Rapid‐scan stopped‐flow studies of the flavoenzyme mercuric reductase during catalytic turnover

Abstract

Time‐resolved absorption spectra of the FAD‐containing enzyme mercuric reductase were recorded during the catalytic reaction at 25°C, pH 7.3. With an excess of NADPH over Hg²⁺ there was a rapid (k= 43 s⁻¹) initial formation of a spectral species similar to that previously assigned to an NADPH complex of two‐electron‐reduced enzyme, EH₂‐NADPH. This spectrum persisted during the quasisteady‐state phase of the reaction suggesting that EH₂‐NADPH is a true catalytic intermediate and that the rate of catalysis is limited by the oxidation of EH₂‐NADPH by Hg²⁺. Also with an excess of Hg²⁺ over NADPH a spectrum similar to that of EH₂‐NADPH was rapidly formed.

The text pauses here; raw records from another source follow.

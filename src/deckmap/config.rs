//! # Configuration
//!
//! Settings live in `config.json` next to the configuration record. Missing keys fall back
//! to their defaults, so an absent or partial file is always valid.
//!
//! | Key | Default | Description |
//! |-----|---------|-------------|
//! | `anki-connect-url` | `http://localhost:8765` | Where AnkiConnect listens |
//! | `request-timeout-secs` | `5` | Per-request HTTP timeout |
//! | `auto-launch` | `true` | Start Anki when the bridge does not answer |
//! | `launch-command` | platform default | Shell command that starts Anki |
//! | `launch-timeout-secs` | `30` | How long to wait for the bridge after launching |
//! | `poll-interval-ms` | `1000` | Delay between bridge probes while waiting |

use crate::error::{DeckmapError, Result};
use crate::remote::anki_connect::DEFAULT_URL;
use crate::remote::launcher::LaunchSettings;
use crate::store::fs::write_atomic;
use serde::{Deserialize, Serialize};
use std::fs;
use std::io::ErrorKind;
use std::path::Path;
use std::time::Duration;

const CONFIG_FILENAME: &str = "config.json";

pub const KEYS: [&str; 6] = [
    "anki-connect-url",
    "request-timeout-secs",
    "auto-launch",
    "launch-command",
    "launch-timeout-secs",
    "poll-interval-ms",
];

#[derive(Debug, Clone, Serialize, Deserialize, PartialEq, Eq)]
pub struct AppConfig {
    #[serde(default = "default_url")]
    pub anki_connect_url: String,

    #[serde(default = "default_request_timeout")]
    pub request_timeout_secs: u64,

    #[serde(default = "default_auto_launch")]
    pub auto_launch: bool,

    /// Overrides the platform's launch command when set.
    #[serde(default, skip_serializing_if = "Option::is_none")]
    pub launch_command: Option<String>,

    #[serde(default = "default_launch_timeout")]
    pub launch_timeout_secs: u64,

    #[serde(default = "default_poll_interval")]
    pub poll_interval_ms: u64,
}

fn default_url() -> String {
    DEFAULT_URL.to_string()
}

fn default_request_timeout() -> u64 {
    5
}

fn default_auto_launch() -> bool {
    true
}

fn default_launch_timeout() -> u64 {
    30
}

fn default_poll_interval() -> u64 {
    1000
}

impl Default for AppConfig {
    fn default() -> Self {
        Self {
            anki_connect_url: default_url(),
            request_timeout_secs: default_request_timeout(),
            auto_launch: default_auto_launch(),
            launch_command: None,
            launch_timeout_secs: default_launch_timeout(),
            poll_interval_ms: default_poll_interval(),
        }
    }
}

impl AppConfig {
    /// Settings stored in `dir`. A missing file means all defaults; a file that does not
    /// parse is a `Config` error naming the file.
    pub fn load(dir: &Path) -> Result<Self> {
        let path = dir.join(CONFIG_FILENAME);
        let content = match fs::read_to_string(&path) {
            Ok(content) => content,
            Err(e) if e.kind() == ErrorKind::NotFound => return Ok(Self::default()),
            Err(e) => return Err(e.into()),
        };
        serde_json::from_str(&content)
            .map_err(|e| DeckmapError::Config(format!("{}: {}", path.display(), e)))
    }

    /// Persist to `dir` with the same temp-file-then-rename write as the configuration record.
    pub fn save(&self, dir: &Path) -> Result<()> {
        write_atomic(dir, CONFIG_FILENAME, &serde_json::to_string_pretty(self)?)
    }

    pub fn request_timeout(&self) -> Duration {
        Duration::from_secs(self.request_timeout_secs)
    }

    pub fn launch_settings(&self) -> LaunchSettings {
        LaunchSettings {
            command: self.launch_command.clone(),
            timeout: Duration::from_secs(self.launch_timeout_secs),
            poll_interval: Duration::from_millis(self.poll_interval_ms),
        }
    }

    /// Value of a key for display. `None` for unknown keys.
    pub fn get(&self, key: &str) -> Option<String> {
        match key {
            "anki-connect-url" => Some(self.anki_connect_url.clone()),
            "request-timeout-secs" => Some(self.request_timeout_secs.to_string()),
            "auto-launch" => Some(self.auto_launch.to_string()),
            "launch-command" => Some(
                self.launch_command
                    .clone()
                    .unwrap_or_else(|| "(platform default)".to_string()),
            ),
            "launch-timeout-secs" => Some(self.launch_timeout_secs.to_string()),
            "poll-interval-ms" => Some(self.poll_interval_ms.to_string()),
            _ => None,
        }
    }

    pub fn set(&mut self, key: &str, value: &str) -> std::result::Result<(), String> {
        let value = value.trim();
        match key {
            "anki-connect-url" => {
                if !(value.starts_with("http://") || value.starts_with("https://")) {
                    return Err(format!("anki-connect-url must be an http(s) URL: {}", value));
                }
                self.anki_connect_url = value.trim_end_matches('/').to_string();
            }
            "request-timeout-secs" => self.request_timeout_secs = parse_positive(key, value)?,
            "auto-launch" => {
                self.auto_launch = value
                    .parse()
                    .map_err(|_| format!("auto-launch must be true or false: {}", value))?
            }
            "launch-command" => {
                self.launch_command = if value.is_empty() {
                    None
                } else {
                    Some(value.to_string())
                }
            }
            "launch-timeout-secs" => self.launch_timeout_secs = parse_positive(key, value)?,
            "poll-interval-ms" => self.poll_interval_ms = parse_positive(key, value)?,
            _ => return Err(format!("Unknown config key: {}", key)),
        }
        Ok(())
    }
}

fn parse_positive(key: &str, value: &str) -> std::result::Result<u64, String> {
    match value.parse::<u64>() {
        Ok(n) if n > 0 => Ok(n),
        _ => Err(format!("{} must be a positive whole number: {}", key, value)),
    }
}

As the NADPH was exhausted, the spectrum of oxidized enzyme, E, did not reappear but rather a spectrum similar to that previously assigned to an NADP⁺ complex of two‐electron‐reduced enzyme, EH₂‐NADP⁺. These results suggest that EH₂‐NADP⁺ cannot rapidly reduce the Hg²⁺ substrate. However, eventually all reducing equivalents from NADPH added to oxidized, activated enzyme are utilized for the reduction of Hg²⁺. A mechanism model is proposed that does not involve the free, oxidized enzyme in the catalytic cycle.